When you consider the term ‘health and safety’ in the context of the construction industry, the most common issues that spring to mind are the obvious hazards – falling from height, manual handling, dangerous machinery, perhaps the movement of vehicles.

The word ‘health’ is generally ignored, overlooked, or considered an afterthought.

Yet the risks to health in construction are just as great – and arguably more far-reaching – as those pertaining to safety.

Stress now ranks as the biggest cause of new or longstanding cases of work-related illness, accounting for 51% of reported ill health in 2021/22,[1] approaching one million people in the UK.

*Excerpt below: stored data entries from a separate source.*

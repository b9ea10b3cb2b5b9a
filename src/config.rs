use anyhow::{Context, Result};
use directories::ProjectDirs;
use log::debug;
use serde::{Deserialize, Serialize};
use std::fs;
use std::path::{Path, PathBuf};

use crate::event::Swatch;

#[derive(Debug, Clone, Default, PartialEq, Eq, Serialize, Deserialize)]
pub struct Config {
    #[serde(default)]
    pub interpreter: InterpreterConfig,
    #[serde(default)]
    pub calendar: CalendarConfig,
}

/// What "next <weekday>" means when today already is that weekday.
#[derive(Debug, Clone, Copy, Default, PartialEq, Eq, Serialize, Deserialize)]
#[serde(rename_all = "snake_case")]
pub enum NextWeekdayPolicy {
    /// Offset 0 lands on today, for "next", "this" and a bare weekday alike.
    #[default]
    IncludeToday,
    /// "next <weekday>" on that weekday jumps a full week ahead.
    SkipToday,
}

/// What to do when nothing is left of the transcript for a title.
#[derive(Debug, Clone, Copy, Default, PartialEq, Eq, Serialize, Deserialize)]
#[serde(rename_all = "snake_case")]
pub enum EmptyTitlePolicy {
    #[default]
    Reject,
    Placeholder,
}

#[derive(Debug, Clone, PartialEq, Eq, Serialize, Deserialize)]
#[serde(default)]
pub struct InterpreterConfig {
    pub next_weekday: NextWeekdayPolicy,
    pub empty_title: EmptyTitlePolicy,
    pub placeholder_title: String,
}

impl Default for InterpreterConfig {
    fn default() -> Self {
        Self {
            next_weekday: NextWeekdayPolicy::default(),
            empty_title: EmptyTitlePolicy::default(),
            placeholder_title: "New event".to_string(),
        }
    }
}

#[derive(Debug, Clone, Default, PartialEq, Eq, Serialize, Deserialize)]
pub struct CalendarConfig {
    /// Swatch used when an event is confirmed without picking one.
    pub default_color: Option<Swatch>,
}

impl Config {
    /// Read the config at `path`. A missing file means defaults; nothing is
    /// written until `voicecal config init`.
    pub fn load_from(path: &Path) -> Result<Self> {
        if !path.exists() {
            debug!("No config file at {}, using defaults", path.display());
            return Ok(Config::default());
        }

        let content = fs::read_to_string(path)
            .with_context(|| format!("Failed to read config file {}", path.display()))?;
        toml::from_str(&content)
            .with_context(|| format!("Failed to parse config file {}", path.display()))
    }

    pub fn save_to(&self, path: &Path) -> Result<()> {
        // Ensure parent directory exists
        if let Some(parent) = path.parent() {
            fs::create_dir_all(parent)
                .with_context(|| format!("Failed to create {}", parent.display()))?;
        }

        let content = toml::to_string_pretty(self)?;
        fs::write(path, content)
            .with_context(|| format!("Failed to write config file {}", path.display()))?;

        Ok(())
    }

    pub fn to_toml(&self) -> Result<String> {
        toml::to_string_pretty(self).context("Failed to serialize config")
    }
}

pub fn get_config_path() -> Result<PathBuf> {
    let proj_dirs = ProjectDirs::from("com", "voicecal", "voicecal")
        .context("Failed to determine config directory")?;

    Ok(proj_dirs.config_dir().join("config.toml"))
}
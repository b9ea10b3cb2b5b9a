pub mod calendar;
pub mod cli;
pub mod config;
pub mod event;
pub mod parser;
pub mod render;
pub mod shell;
pub mod store;

use env_logger::Env;

/// Initialise `env_logger` with a `timestamp [LEVEL] message` format.
/// `RUST_LOG` overrides `default_filter`.
pub fn init_logger(default_filter: &str) {
    env_logger::Builder::from_env(Env::default().default_filter_or(default_filter))
        .format(|buf, record| {
            use chrono::Local;
            use std::io::Write;
            writeln!(
                buf,
                "{} [{}] {}",
                Local::now().format("%Y-%m-%d %H:%M:%S"),
                record.level(),
                record.args()
            )
        })
        .init();
}

// Re-export commonly used types
pub use calendar::{MonthCursor, MonthView, build_month_grid, format_long, is_same_day};
pub use config::Config;
pub use event::{CalendarEvent, EventDraft, Swatch};
pub use parser::{Interpreter, ParseError, parse_voice_input};
pub use store::{EventStore, InMemoryEventStore, SharedEventStore, StoreError};
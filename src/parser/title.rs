//! Title cleanup once the date, time and description phrases are known.

use once_cell::sync::Lazy;
use regex::Regex;
use std::ops::Range;

static LEADING_VERB: Lazy<Regex> = Lazy::new(|| {
    Regex::new(r"(?i)^(?:add|schedule|create|put)\b(?:\s+an?\b)?").expect("leading verb pattern")
});

// The generic noun only goes when a naming word follows it; in
// "meeting with John" it is part of the title.
static NAMED_EVENT: Lazy<Regex> = Lazy::new(|| {
    Regex::new(r"(?i)^(?:(?:an?|the)\s+)?(?:event|meeting|appointment|reminder)\s+(?:called|titled|named)\b")
        .expect("named event pattern")
});

// A generic noun on its own says nothing about the event.
static BARE_NOUN: Lazy<Regex> = Lazy::new(|| {
    Regex::new(r"(?i)^(?:(?:an?|the)\s+)?(?:event|meeting|appointment|reminder)s?$").expect("bare noun pattern")
});

/// Replace each byte range of `text` with a single space. Overlapping ranges
/// are merged first.
pub fn remove_spans(text: &str, spans: &[Range<usize>]) -> String {
    let mut spans: Vec<Range<usize>> = spans.iter().filter(|s| !s.is_empty()).cloned().collect();
    spans.sort_by_key(|s| s.start);

    let mut merged: Vec<Range<usize>> = Vec::with_capacity(spans.len());
    for span in spans {
        match merged.last_mut() {
            Some(last) if span.start <= last.end => last.end = last.end.max(span.end),
            _ => merged.push(span),
        }
    }

    let mut out = String::with_capacity(text.len());
    let mut cursor = 0;
    for span in merged {
        let (start, end) = (span.start.min(text.len()), span.end.min(text.len()));
        if let Some(kept) = text.get(cursor..start) {
            out.push_str(kept);
        }
        out.push(' ');
        cursor = cursor.max(end);
    }
    if let Some(rest) = text.get(cursor..) {
        out.push_str(rest);
    }
    out
}

fn collapse_whitespace(text: &str) -> String {
    text.split_whitespace().collect::<Vec<_>>().join(" ")
}

fn trim_edges(text: &str) -> &str {
    text.trim_matches(|c: char| c.is_whitespace() || matches!(c, ',' | '.' | ';' | ':' | '!' | '?'))
}

/// Strip the command verb ("add", "schedule a", ...) and a generic
/// "event called" lead-in. A generic noun with nothing else left becomes
/// empty.
pub fn strip_filler_prefix(text: &str) -> &str {
    let text = trim_edges(text);
    let text = match LEADING_VERB.find(text) {
        Some(m) => text[m.end()..].trim_start(),
        None => text,
    };
    let text = match NAMED_EVENT.find(text) {
        Some(m) => text[m.end()..].trim_start(),
        None => text,
    };
    if BARE_NOUN.is_match(trim_edges(text)) {
        return "";
    }
    text
}

/// The title left after removing `spans` from the transcript. May be empty.
pub fn clean_title(text: &str, spans: &[Range<usize>]) -> String {
    let remaining = collapse_whitespace(&remove_spans(text, spans));
    trim_edges(strip_filler_prefix(&remaining)).to_string()
}
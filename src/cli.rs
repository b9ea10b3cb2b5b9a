use clap::{Parser, Subcommand};
use std::path::PathBuf;

/// voicecal - turn spoken phrases into calendar events
#[derive(Debug, Parser)]
#[command(name = "voicecal")]
#[command(about = "Turn spoken phrases into calendar events", long_about = None)]
#[command(version)]
pub struct Cli {
    /// Command to execute (if not specified, starts the interactive shell)
    #[command(subcommand)]
    pub command: Option<Commands>,

    /// Use this config file instead of the default location
    #[arg(long, global = true)]
    pub config: Option<PathBuf>,

    /// Log at debug level
    #[arg(short, long, global = true)]
    pub verbose: bool,
}

#[derive(Debug, Subcommand)]
pub enum Commands {
    /// Interpret a transcript and print the event draft
    Parse {
        /// The transcript, e.g. Add meeting with John tomorrow at 2pm
        #[arg(required = true, num_args = 1..)]
        words: Vec<String>,

        /// Resolve relative dates against this day (YYYY-MM-DD)
        #[arg(long)]
        today: Option<chrono::NaiveDate>,

        /// Print the draft as JSON
        #[arg(long)]
        json: bool,
    },

    /// Print a month grid
    #[command(alias = "month")]
    Grid {
        /// Year (defaults to the current year)
        #[arg(long, allow_negative_numbers = true)]
        year: Option<i32>,

        /// Month, 1-12 (defaults to the current month)
        #[arg(long, value_parser = clap::value_parser!(u32).range(1..=12))]
        month: Option<u32>,

        /// Highlight this day instead of the current date (YYYY-MM-DD)
        #[arg(long)]
        today: Option<chrono::NaiveDate>,

        /// Print the grid as JSON
        #[arg(long)]
        json: bool,
    },

    /// Print a date in long form
    Format {
        /// Date (YYYY-MM-DD)
        #[arg(required = true)]
        date: chrono::NaiveDate,
    },

    /// View or create the configuration file
    Config {
        #[command(subcommand)]
        action: ConfigActions,
    },

    /// Start the interactive shell
    Shell,
}

#[derive(Debug, Subcommand)]
pub enum ConfigActions {
    /// Show the active configuration
    #[command(aliases = ["list", "get"])]
    Show,

    /// Print the config file location
    Path,

    /// Write the default configuration, replacing any existing file
    Init,
}
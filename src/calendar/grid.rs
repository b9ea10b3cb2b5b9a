//! Month grid arithmetic.
//!
//! The grid builder takes a 0-based month index (0 = January) and normalises
//! it with Euclidean division, so `12` is January of the following year and
//! `-1` is December of the previous one. Everything that leaves this module
//! reports months 1-based, the way chrono does.

use chrono::{Datelike, Days, NaiveDate};
use serde::Serialize;

use super::format::{format_month_title, is_same_day};
use crate::store::EventStore;

/// Six rows of seven days.
pub const GRID_CELLS: usize = 42;
pub const DAYS_PER_WEEK: usize = 7;

// Comfortably inside chrono's representable range so that the 42-day window
// around the 1st never runs off either end.
const MIN_GRID_YEAR: i32 = -262_000;
const MAX_GRID_YEAR: i32 = 262_000;

/// Resolve `(year, month_index)` into a real year and a 1-based month.
pub fn normalize_month(year: i32, month_index: i32) -> (i32, u32) {
    let year = year.saturating_add(month_index.div_euclid(12)).clamp(MIN_GRID_YEAR, MAX_GRID_YEAR);
    let month = month_index.rem_euclid(12) as u32 + 1;
    (year, month)
}

pub fn first_of_month(year: i32, month_index: i32) -> NaiveDate {
    let (year, month) = normalize_month(year, month_index);
    NaiveDate::from_ymd_opt(year, month, 1).unwrap_or_default()
}

/// Grid index of the 1st of the month, 0 = Sunday.
pub fn first_weekday_offset(year: i32, month_index: i32) -> usize {
    first_of_month(year, month_index).weekday().num_days_from_sunday() as usize
}

/// The 42 consecutive dates shown for a month, starting on the Sunday on or
/// before the 1st.
pub fn build_month_grid(year: i32, month_index: i32) -> Vec<NaiveDate> {
    let first = first_of_month(year, month_index);
    let lead = first.weekday().num_days_from_sunday() as u64;
    let start = first.checked_sub_days(Days::new(lead)).unwrap_or(first);
    start.iter_days().take(GRID_CELLS).collect()
}

/// The month currently shown, with navigation.
#[derive(Debug, Clone, Copy, PartialEq, Eq, Serialize)]
pub struct MonthCursor {
    year: i32,
    month_index: i32,
}

impl MonthCursor {
    pub fn new(year: i32, month_index: i32) -> Self {
        let (year, month) = normalize_month(year, month_index);
        Self { year, month_index: month as i32 - 1 }
    }

    pub fn containing(date: NaiveDate) -> Self {
        Self::new(date.year(), date.month0() as i32)
    }

    pub fn year(&self) -> i32 {
        self.year
    }

    /// 1-based month.
    pub fn month(&self) -> u32 {
        self.month_index as u32 + 1
    }

    pub fn month_index(&self) -> i32 {
        self.month_index
    }

    pub fn next(self) -> Self {
        Self::new(self.year, self.month_index + 1)
    }

    pub fn prev(self) -> Self {
        Self::new(self.year, self.month_index - 1)
    }

    pub fn contains(&self, date: NaiveDate) -> bool {
        date.year() == self.year && date.month() == self.month()
    }

    pub fn title(&self) -> String {
        format_month_title(self.year, self.month())
    }
}

/// One rendered cell. Derived per render and never stored.
#[derive(Debug, Clone, Copy, PartialEq, Eq, Serialize)]
pub struct GridDay {
    pub date: NaiveDate,
    pub is_current_month: bool,
    pub is_today: bool,
    pub is_selected: bool,
    pub event_count: usize,
}

impl GridDay {
    pub fn has_events(&self) -> bool {
        self.event_count > 0
    }
}

#[derive(Debug, Clone, PartialEq, Eq, Serialize)]
pub struct MonthView {
    pub cursor: MonthCursor,
    pub days: Vec<GridDay>,
}

impl MonthView {
    pub fn build<S>(cursor: MonthCursor, today: NaiveDate, selected: NaiveDate, store: &S) -> Self
    where
        S: EventStore + ?Sized,
    {
        let days = build_month_grid(cursor.year(), cursor.month_index())
            .into_iter()
            .map(|date| GridDay {
                date,
                is_current_month: cursor.contains(date),
                is_today: is_same_day(date, today),
                is_selected: is_same_day(date, selected),
                event_count: store.by_day(date).len(),
            })
            .collect();
        Self { cursor, days }
    }

    pub fn title(&self) -> String {
        self.cursor.title()
    }

    pub fn weeks(&self) -> impl Iterator<Item = &[GridDay]> {
        self.days.chunks(DAYS_PER_WEEK)
    }
}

So why is health so difficult to manage in an organisation?

Perhaps, suggests Ian Cooke of NEBOSH, it’s down to perception. If you see someone working at height on the top of a building, the consequences of something going wrong are extremely visceral – if they don’t take precautionary measures and work ‘safely’, they will fall and hurt themselves – rapidly. It’s imaginable, it’s distressing, it’s very clear how it can be avoided.

However, when someone works in a noisy environment, or is exposed to dust, or a substance that only causes damage over time, the risks aren’t as real. They’re hidden, and the consequences are slow. It’s therefore easy to overlook working practices that are ‘unhealthy’ or cause ‘slow ill health’. These hidden hazards get overlooked when a job just needs to get done and where the consequences of failures don’t get splashed all over the newspapers.

This is where occupational health (OH) needs to come in.

Says Libby Moore, occupational health nurse specialist, there is a strong business case for occupational health services:

  • First and foremost, it’s there to protect employee health. Organisations have a moral, financial and legal responsibility to look after their employees.
  • Occupational health can help with workforce productivity. According to recent research, presenteeism from mental ill health alone costs the UK economy £15.1bn per year,[2] almost twice the business cost of actual absenteeism.
  • Healthy workers improve business performance – both in terms of its bottom line and its reputation.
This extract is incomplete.